Work request — Every line with the string "derive" in it belongs in your answer, so copy them all from the data.

Top of Records

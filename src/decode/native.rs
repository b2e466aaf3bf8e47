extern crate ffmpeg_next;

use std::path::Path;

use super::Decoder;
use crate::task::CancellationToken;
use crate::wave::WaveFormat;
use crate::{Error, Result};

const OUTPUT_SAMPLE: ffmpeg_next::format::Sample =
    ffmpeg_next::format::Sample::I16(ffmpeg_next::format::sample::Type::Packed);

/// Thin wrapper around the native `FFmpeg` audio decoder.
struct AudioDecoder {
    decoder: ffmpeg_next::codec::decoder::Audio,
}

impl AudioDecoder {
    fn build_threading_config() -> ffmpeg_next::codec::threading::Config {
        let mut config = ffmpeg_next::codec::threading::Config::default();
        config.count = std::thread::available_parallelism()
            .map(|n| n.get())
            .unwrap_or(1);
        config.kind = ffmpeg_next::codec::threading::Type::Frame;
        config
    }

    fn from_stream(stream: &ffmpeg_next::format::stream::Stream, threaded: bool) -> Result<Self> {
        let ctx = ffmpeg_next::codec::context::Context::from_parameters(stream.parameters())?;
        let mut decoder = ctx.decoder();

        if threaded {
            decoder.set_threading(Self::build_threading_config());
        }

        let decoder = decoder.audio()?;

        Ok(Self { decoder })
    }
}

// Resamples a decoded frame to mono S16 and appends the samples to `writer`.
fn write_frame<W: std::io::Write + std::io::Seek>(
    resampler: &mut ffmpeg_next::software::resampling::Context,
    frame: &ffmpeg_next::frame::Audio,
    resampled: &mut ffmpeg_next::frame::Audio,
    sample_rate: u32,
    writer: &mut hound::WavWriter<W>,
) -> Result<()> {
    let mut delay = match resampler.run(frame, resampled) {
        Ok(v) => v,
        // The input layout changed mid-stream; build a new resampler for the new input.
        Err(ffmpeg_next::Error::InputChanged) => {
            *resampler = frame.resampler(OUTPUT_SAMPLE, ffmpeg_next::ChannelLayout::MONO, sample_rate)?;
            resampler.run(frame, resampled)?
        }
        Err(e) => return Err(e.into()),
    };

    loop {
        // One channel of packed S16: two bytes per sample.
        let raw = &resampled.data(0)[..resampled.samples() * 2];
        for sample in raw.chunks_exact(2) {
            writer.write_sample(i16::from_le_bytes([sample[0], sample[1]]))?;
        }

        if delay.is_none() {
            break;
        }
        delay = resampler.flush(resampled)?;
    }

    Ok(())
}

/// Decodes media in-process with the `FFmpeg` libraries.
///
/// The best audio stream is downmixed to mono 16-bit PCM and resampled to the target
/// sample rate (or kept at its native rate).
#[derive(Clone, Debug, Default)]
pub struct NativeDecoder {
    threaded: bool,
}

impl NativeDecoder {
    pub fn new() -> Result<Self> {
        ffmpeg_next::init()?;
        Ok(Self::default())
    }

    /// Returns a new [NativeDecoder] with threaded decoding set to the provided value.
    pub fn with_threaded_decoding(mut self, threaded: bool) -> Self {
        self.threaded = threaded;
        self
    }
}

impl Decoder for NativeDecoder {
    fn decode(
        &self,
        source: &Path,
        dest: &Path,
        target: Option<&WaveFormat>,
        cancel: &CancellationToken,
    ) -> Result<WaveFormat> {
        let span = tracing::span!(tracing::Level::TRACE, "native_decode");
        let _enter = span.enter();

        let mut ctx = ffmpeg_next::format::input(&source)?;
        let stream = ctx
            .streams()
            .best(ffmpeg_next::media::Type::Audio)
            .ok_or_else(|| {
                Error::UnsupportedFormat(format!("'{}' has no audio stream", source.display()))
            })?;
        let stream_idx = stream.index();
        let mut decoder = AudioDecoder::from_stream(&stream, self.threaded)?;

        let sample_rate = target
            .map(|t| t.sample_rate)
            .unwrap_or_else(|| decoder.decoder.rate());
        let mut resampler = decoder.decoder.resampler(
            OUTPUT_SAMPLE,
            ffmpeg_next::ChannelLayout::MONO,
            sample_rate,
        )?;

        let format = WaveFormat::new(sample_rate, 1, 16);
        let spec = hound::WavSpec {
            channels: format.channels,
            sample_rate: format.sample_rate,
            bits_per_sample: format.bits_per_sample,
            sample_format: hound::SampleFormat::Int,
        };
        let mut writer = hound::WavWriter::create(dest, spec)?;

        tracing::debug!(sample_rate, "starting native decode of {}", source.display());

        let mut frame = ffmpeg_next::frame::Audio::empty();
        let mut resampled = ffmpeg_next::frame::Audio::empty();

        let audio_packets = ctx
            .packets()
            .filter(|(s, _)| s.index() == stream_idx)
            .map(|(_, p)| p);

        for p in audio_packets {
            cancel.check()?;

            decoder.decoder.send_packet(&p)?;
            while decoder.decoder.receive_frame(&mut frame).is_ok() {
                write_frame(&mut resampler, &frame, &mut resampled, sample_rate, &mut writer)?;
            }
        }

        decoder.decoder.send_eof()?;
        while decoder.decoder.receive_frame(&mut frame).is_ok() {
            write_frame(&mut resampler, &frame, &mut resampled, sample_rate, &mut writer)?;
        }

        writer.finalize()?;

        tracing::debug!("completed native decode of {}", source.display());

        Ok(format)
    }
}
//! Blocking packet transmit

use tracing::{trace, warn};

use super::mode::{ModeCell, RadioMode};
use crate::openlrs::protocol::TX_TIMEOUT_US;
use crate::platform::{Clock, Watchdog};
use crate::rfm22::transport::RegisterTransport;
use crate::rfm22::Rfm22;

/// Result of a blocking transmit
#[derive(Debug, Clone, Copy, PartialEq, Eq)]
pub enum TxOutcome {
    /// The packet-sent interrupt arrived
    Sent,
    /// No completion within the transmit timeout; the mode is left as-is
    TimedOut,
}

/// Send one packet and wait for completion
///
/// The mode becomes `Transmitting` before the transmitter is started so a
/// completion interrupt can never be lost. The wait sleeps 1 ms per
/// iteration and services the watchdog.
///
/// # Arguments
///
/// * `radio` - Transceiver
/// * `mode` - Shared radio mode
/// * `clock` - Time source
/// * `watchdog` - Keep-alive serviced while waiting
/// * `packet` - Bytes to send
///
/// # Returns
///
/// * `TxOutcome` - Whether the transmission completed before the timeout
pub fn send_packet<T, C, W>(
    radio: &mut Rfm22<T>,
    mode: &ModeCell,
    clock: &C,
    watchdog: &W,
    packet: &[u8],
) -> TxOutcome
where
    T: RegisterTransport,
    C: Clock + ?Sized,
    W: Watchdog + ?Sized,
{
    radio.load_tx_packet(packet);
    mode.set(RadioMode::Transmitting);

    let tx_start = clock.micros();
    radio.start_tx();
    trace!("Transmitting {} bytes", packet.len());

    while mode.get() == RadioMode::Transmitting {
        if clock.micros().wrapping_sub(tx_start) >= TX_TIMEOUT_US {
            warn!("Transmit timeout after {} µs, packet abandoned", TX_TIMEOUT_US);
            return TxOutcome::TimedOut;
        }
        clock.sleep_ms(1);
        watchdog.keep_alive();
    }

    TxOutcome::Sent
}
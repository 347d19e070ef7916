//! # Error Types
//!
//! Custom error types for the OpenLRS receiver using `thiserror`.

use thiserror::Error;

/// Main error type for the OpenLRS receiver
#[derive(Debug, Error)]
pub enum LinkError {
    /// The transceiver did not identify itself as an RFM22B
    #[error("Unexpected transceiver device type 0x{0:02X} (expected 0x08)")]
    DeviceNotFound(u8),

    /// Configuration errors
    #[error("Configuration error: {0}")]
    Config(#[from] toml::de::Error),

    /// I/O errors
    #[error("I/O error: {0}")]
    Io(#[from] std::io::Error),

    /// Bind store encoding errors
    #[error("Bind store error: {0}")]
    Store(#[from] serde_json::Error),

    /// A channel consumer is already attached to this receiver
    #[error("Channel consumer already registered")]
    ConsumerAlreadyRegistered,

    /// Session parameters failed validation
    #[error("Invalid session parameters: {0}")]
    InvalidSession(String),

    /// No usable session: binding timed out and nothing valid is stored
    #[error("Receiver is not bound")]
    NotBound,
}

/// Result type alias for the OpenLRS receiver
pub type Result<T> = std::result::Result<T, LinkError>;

Bottom of Records

Response to the exercise —
#[derive(Clone, Debug, Default)]
#[derive(Debug, Clone, Copy, PartialEq, Eq)]
#[derive(Debug, Error)]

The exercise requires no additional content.